Looking at a performance trace it looks like the time is dominated in fingerprintForCard. Every time the set of cards changes we throw out and recompute fingerprints for every card. We should memoize it so the work is proportional to the number of changed cards, which should be very small.

In the constructor of FingerprintGenerator, pop out a separate fingerprintForCard, which is memoized, and is passed a card to use (and make sure that it fetches the wordCounts for cards via the memoized wordcountFor Cards)

Part of the reason this is slow is because technically every time a card changes, it changes the tfidf of all of the cards. However, past, say, 1000 cards, it's fine to assume the baseline idfMap is fixed and don't recalculate it every time a card changes (or at least, be OK with vending stale fingerprints that use a technically-out-of-data idfMap to set the priors for each word)

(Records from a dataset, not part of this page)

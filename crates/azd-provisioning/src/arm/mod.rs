//! ARM JSON and Bicep provisioning.

mod progress;
mod purge;
mod template;

#[cfg(test)]
pub(crate) mod fakes;

use std::collections::HashMap;
use std::path::{Path, PathBuf};
use std::sync::Arc;
use std::time::Duration;

use async_trait::async_trait;
use azd_async::{Task, TaskContext};
use azd_azure::{
    resource_types, AzureError, DeploymentExtended, DeploymentOutput, DeploymentService, ResourceService, Scope,
};
use azd_domain::keys::ENV_NAME_TAG;
use azd_domain::{Deployment, DestroyOptions, Options, OutputParameter, ParameterType, Progress, ProviderKind, Resource, State};
use serde_json::Value;
use tokio_util::sync::CancellationToken;
use tracing::{debug, info};

use crate::error::{ProvisionError, ResultExt};
use crate::parameters::ParameterResolver;
use crate::prompt::ensure_subscription_and_location;
use crate::provider::{
    module_file, normalize_output_key, DeployPreviewResult, DeployResult, DeploymentPlan, DeploymentPreview,
    DestroyResult, PlanDetails, PreviewChange, Provider, ProviderContext, ProvisionTask, StateResult,
};

pub use progress::{progress_disabled, DeploymentProgress};
pub use template::ArmTemplate;

use purge::ResourceGroupDestroyer;
use template::{arm_parameters, compile_bicep, read_arm_template, read_parameters_file};

/// Attempts after the first when a just-finished deployment is not yet readable.
const DEPLOYMENT_FETCH_RETRIES: u32 = 10;

/// Tunables, overridable for tests.
#[derive(Debug, Clone)]
pub struct ArmSettings {
    pub bicep_path: PathBuf,
    pub retry_base_delay: Duration,
    pub progress_initial_delay: Duration,
    pub progress_interval: Duration,
}

impl Default for ArmSettings {
    fn default() -> Self {
        Self {
            bicep_path: PathBuf::from("bicep"),
            retry_base_delay: Duration::from_secs(1),
            progress_initial_delay: Duration::from_secs(3),
            progress_interval: Duration::from_secs(10),
        }
    }
}

#[derive(Debug, Clone)]
struct ModuleFiles {
    template: PathBuf,
    parameters: PathBuf,
}

/// Deploys an ARM template (or a Bicep module compiled to one) at
/// subscription scope.
#[derive(Clone)]
pub struct ArmProvider {
    kind: ProviderKind,
    context: ProviderContext,
    deployments: Arc<dyn DeploymentService>,
    resources: Arc<dyn ResourceService>,
    settings: ArmSettings,
    module: Option<ModuleFiles>,
}

impl ArmProvider {
    pub fn new(
        kind: ProviderKind,
        context: ProviderContext,
        deployments: Arc<dyn DeploymentService>,
        resources: Arc<dyn ResourceService>,
    ) -> Self {
        Self { kind, context, deployments, resources, settings: ArmSettings::default(), module: None }
    }

    pub fn with_settings(mut self, settings: ArmSettings) -> Self {
        self.settings = settings;
        self
    }

    fn module(&self) -> Result<&ModuleFiles, ProvisionError> {
        self.module
            .as_ref()
            .ok_or_else(|| ProvisionError::NotSupported(format!("{} provider is not initialized", self.name())))
    }

    async fn load_template(&self) -> Result<(Value, ArmTemplate), ProvisionError> {
        let module = self.module()?;
        let raw = match self.kind {
            ProviderKind::Bicep => compile_bicep(&self.settings.bicep_path, &module.template).await?,
            _ => read_arm_template(&module.template).await?,
        };
        let template = ArmTemplate::parse(&module.template, &raw)?;
        Ok((raw, template))
    }

    async fn plan_deployment(&self, ctx: &TaskContext<Progress>) -> Result<DeploymentPlan, ProvisionError> {
        let compiling = match self.kind {
            ProviderKind::Bicep => "Compiling Bicep template",
            _ => "Loading Arm template",
        };
        ctx.set_progress(Progress::new(compiling));
        let (raw, template) = self.load_template().await.context("creating template")?;

        ctx.set_progress(Progress::new("Resolving template parameters"));
        let file_values = {
            let env = self.context.env.read().await;
            read_parameters_file(&self.module()?.parameters, &env).await?
        };
        let resolver = ParameterResolver {
            ctx,
            console: self.context.console.as_ref(),
            env: &self.context.env,
            store: self.context.store.as_ref(),
        };
        let parameters = resolver.ensure_parameters(&template.parameters, &file_values).await?;

        let details = PlanDetails::Arm { template: raw, parameters: arm_parameters(&parameters) };
        let deployment = Deployment { parameters, outputs: template.declared_outputs()? };
        Ok(DeploymentPlan { deployment, details })
    }

    async fn deploy_plan(
        &self,
        ctx: &TaskContext<Progress>,
        plan: DeploymentPlan,
        scope: Scope,
    ) -> Result<DeployResult, ProvisionError> {
        let PlanDetails::Arm { template, parameters } = &plan.details else {
            return Err(ProvisionError::InvalidParameter(format!(
                "deployment plan was not produced by the {} provider",
                self.name()
            )));
        };

        let env_name = self.context.env_name().await;
        let tags = HashMap::from([(ENV_NAME_TAG.to_string(), env_name)]);

        ctx.set_progress(Progress::new("Creating/Updating resources"));
        let cancel = CancellationToken::new();
        let reporter = (!progress_disabled()).then(|| {
            let progress = DeploymentProgress::new(scope.clone(), ctx.clone());
            tokio::spawn(progress.run(
                cancel.clone(),
                self.settings.progress_initial_delay,
                self.settings.progress_interval,
            ))
        });

        let deployed = scope.deploy(template, parameters, &tags).await;
        cancel.cancel();
        if let Some(reporter) = reporter {
            let _ = reporter.await;
        }
        deployed.context("deploying to subscription")?;
        info!(deployment = %scope.deployment_name(), "deployment finished");

        let record = wait_for_deployment(&scope, self.settings.retry_base_delay).await?;
        let mut deployment = plan.deployment;
        deployment.outputs = output_parameters(&record.outputs())?;
        Ok(DeployResult { deployment })
    }

    async fn read_state(&self, ctx: &TaskContext<Progress>, scope: Scope) -> Result<StateResult, ProvisionError> {
        ctx.set_progress(Progress::new("Loading Arm template"));
        self.load_template().await.context("compiling arm template")?;

        ctx.set_progress(Progress::new("Retrieving Azure deployment"));
        let record = scope.deployment().await.context("retrieving deployment")?;

        let resources = record
            .properties
            .output_resources
            .iter()
            .flatten()
            .map(|r| Resource::new(r.id.clone()))
            .collect();

        ctx.set_progress(Progress::new("Normalizing output parameters"));
        let outputs = output_parameters(&record.outputs())?;
        Ok(StateResult { state: State { outputs, resources } })
    }

    async fn subscription_scope(&self) -> Scope {
        let env = self.context.env.read().await;
        Scope::subscription(self.deployments.clone(), env.subscription_id(), env.location(), env.name())
    }

    async fn preview_plan(&self, ctx: &TaskContext<Progress>) -> Result<DeployPreviewResult, ProvisionError> {
        let plan = self.plan_deployment(ctx).await?;
        let PlanDetails::Arm { template, parameters } = &plan.details else {
            return Err(ProvisionError::InvalidParameter("preview requires an ARM plan".into()));
        };

        ctx.set_progress(Progress::new("Generating infrastructure preview"));
        let scope = self.subscription_scope().await;
        let changes = scope.what_if(template, parameters).await.context("running what-if")?;

        let changes = changes
            .into_iter()
            .map(|change| {
                let (resource_type, name) = split_resource_id(&change.resource_id);
                PreviewChange { change_type: change.change_type, resource_type, name }
            })
            .collect();
        Ok(DeployPreviewResult { preview: DeploymentPreview { status: "Completed".into(), changes } })
    }

    async fn destroy_deployment(
        &self,
        ctx: &TaskContext<Progress>,
        deployment: Deployment,
        options: DestroyOptions,
    ) -> Result<DestroyResult, ProvisionError> {
        let scope = self.subscription_scope().await;
        let destroyer = ResourceGroupDestroyer {
            ctx,
            console: self.context.console.as_ref(),
            resources: self.resources.clone(),
            subscription_id: scope.subscription_id().to_string(),
            env_name: scope.deployment_name().to_string(),
            options,
        };
        let deleted = destroyer.run().await?;
        debug!(resources = deleted.len(), "resource groups destroyed");

        ctx.set_progress(Progress::new("Deleting deployment"));
        scope
            .delete_deployment()
            .await
            .context("deleting subscription deployment")?;
        self.context
            .console
            .message(&format!("Deleted deployment {}", scope.deployment_name()));

        let mut invalidated_env_keys: Vec<String> = deployment.outputs.into_keys().collect();
        invalidated_env_keys.sort();
        Ok(DestroyResult { invalidated_env_keys })
    }
}

#[async_trait]
impl Provider for ArmProvider {
    fn name(&self) -> &'static str {
        match self.kind {
            ProviderKind::Bicep => "Bicep",
            _ => "Arm",
        }
    }

    async fn initialize(&mut self, project_path: &Path, options: Options) -> Result<(), ProvisionError> {
        let extension = match self.kind {
            ProviderKind::Bicep => ".bicep",
            _ => ".json",
        };
        self.module = Some(ModuleFiles {
            template: module_file(project_path, &options, extension),
            parameters: module_file(project_path, &options, ".parameters.json"),
        });
        ensure_subscription_and_location(
            &self.context.env,
            self.context.store.as_ref(),
            self.context.prompter.as_ref(),
        )
        .await
    }

    fn plan(&self) -> ProvisionTask<DeploymentPlan> {
        let this = self.clone();
        Task::run(move |ctx| async move { this.plan_deployment(&ctx).await })
    }

    fn preview(&self) -> ProvisionTask<DeployPreviewResult> {
        let this = self.clone();
        Task::run(move |ctx| async move { this.preview_plan(&ctx).await })
    }

    fn deploy(&self, plan: DeploymentPlan, scope: Scope) -> ProvisionTask<DeployResult> {
        let this = self.clone();
        Task::run(move |ctx| async move { this.deploy_plan(&ctx, plan, scope).await })
    }

    fn state(&self, scope: Scope) -> ProvisionTask<StateResult> {
        let this = self.clone();
        Task::run(move |ctx| async move { this.read_state(&ctx, scope).await })
    }

    fn destroy(&self, deployment: Deployment, options: DestroyOptions) -> ProvisionTask<DestroyResult> {
        let this = self.clone();
        Task::run(move |ctx| async move { this.destroy_deployment(&ctx, deployment, options).await })
    }
}

/// Fetch the deployment that was just created, backing off while ARM still
/// reports it as missing.
async fn wait_for_deployment(scope: &Scope, base_delay: Duration) -> Result<DeploymentExtended, ProvisionError> {
    let mut delay = base_delay;
    for attempt in 0..=DEPLOYMENT_FETCH_RETRIES {
        match scope.deployment().await {
            Ok(record) => return Ok(record),
            Err(AzureError::DeploymentNotFound(_)) if attempt < DEPLOYMENT_FETCH_RETRIES => {
                debug!(attempt, ?delay, "deployment not readable yet");
                tokio::time::sleep(delay).await;
                delay = delay.saturating_mul(2);
            }
            Err(e @ AzureError::DeploymentNotFound(_)) => {
                return Err(ProvisionError::from(e).context("timed out waiting for deployment"))
            }
            Err(e) => return Err(ProvisionError::from(e).context("failed waiting for deployment")),
        }
    }
    Err(ProvisionError::from(AzureError::DeploymentNotFound(scope.deployment_name().to_string()))
        .context("timed out waiting for deployment"))
}

/// Outputs of a deployment record, keys upper-cased.
fn output_parameters(
    outputs: &HashMap<String, DeploymentOutput>,
) -> Result<HashMap<String, OutputParameter>, ProvisionError> {
    outputs
        .iter()
        .map(|(key, output)| {
            let param_type = ParameterType::from_arm_type(&output.output_type)?;
            Ok((normalize_output_key(key), OutputParameter::new(param_type, output.value.clone())))
        })
        .collect()
}

/// Split an ARM resource id into its resource type and name.
fn split_resource_id(id: &str) -> (String, String) {
    let segments: Vec<&str> = id.trim_matches('/').split('/').collect();
    let name = segments.last().copied().unwrap_or_default().to_string();

    if let Some(pos) = segments.iter().rposition(|s| s.eq_ignore_ascii_case("providers")) {
        let rest = &segments[pos + 1..];
        if rest.len() >= 3 {
            let types: Vec<&str> = rest[1..].iter().step_by(2).copied().collect();
            return (format!("{}/{}", rest[0], types.join("/")), name);
        }
    }
    if segments.len() == 4 && segments[2].eq_ignore_ascii_case("resourceGroups") {
        return (resource_types::RESOURCE_GROUP.to_string(), name);
    }
    (String::new(), name)
}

[ ] Lazy compute card fingerprints (test to make sure this does make things faster)
[ ] The baseline wordcounts for the corpus should be behind a memoization that only updates it if the number of cards increases by 10% or more. This will deliberately use stale wordcounts if cards change (since the count won't change) or when a single card is created, but still update the tfidf when a large batch of cards is downloaded
[ ] Card fingerprint should be memoized based on the card obj and wordcount ob
[ ] Make selectActiveCollectionWordCloud much faster by cheating, for example only updating the first time the collection changes, but not caring if the cards in the collection change) (or make it so that wordcloud doesn't show up when the overflow menu is expanded, which makes any edit slow)

jkomoros commented 1 week ago

Simply make the word clouds in the sidebar be closed by default

You can open them and it stays open, and every time you edit it closes by default

Alternate approach: maybe the pipeline can do what we do for the live word cloud while editing: do a fingerprint on top of a snapshot of the base.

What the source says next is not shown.